> **INSTRUCTIONS TO FOLLOW**:
Wherever the string "crate" appears in the records, return the line that holds it.

Stored data
# # # # #
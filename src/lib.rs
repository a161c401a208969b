//! A client for an ordered, DupSort-capable key/value store that lives
//! behind a bidirectional streaming RPC channel rather than on local disk.
//!
//! The public surface mirrors an embedded store's cursor API —
//! [`DatabaseHandle`], [`Transaction`], [`Cursor`] — so code written
//! against a local store ports over with the same shapes, even though every
//! operation here is a network round trip. See [`Builder`] for how to
//! obtain a [`DatabaseHandle`], and [`DatabaseHandle::view`] /
//! [`DatabaseHandle::begin_ro`] for how to get a [`Transaction`] from one.
//!
//! This is a read-only client: every write-style method panics rather than
//! returning an error, since silently swallowing a write on a store that
//! cannot perform it would be worse than an abrupt failure.

mod builder;
mod channel;
mod cursor;
mod database;
mod error;
mod logging;
mod pb;
mod table;
mod transaction;
mod transport;
mod version;

pub use builder::Builder;
pub use cursor::{Cursor, KeyValue};
pub use database::{Context, DatabaseHandle};
pub use error::{Error, Result};
pub use logging::init as init_logging;
pub use table::{TableConfig, TableConfigFn, TableInfo, DEFAULT_TABLES};
pub use transaction::Transaction;
pub use version::{same_major, Version};

/// Pieces needed only to stand up an in-process mock server for tests:
/// the generated `Kv` service trait/server, and the in-memory duplex
/// transport `Builder::in_mem` dials into.
pub mod testing {
    pub use crate::pb::{
        CursorRequest, Kv, KvServer, Op, Pair, VersionReply, VersionRequest,
    };
    pub use crate::transport::InProcessListener;
}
# # # # #
> **SOLUTION TO THE PROBLEM**:
    pub use crate::pb::{
    pub use crate::transport::InProcessListener;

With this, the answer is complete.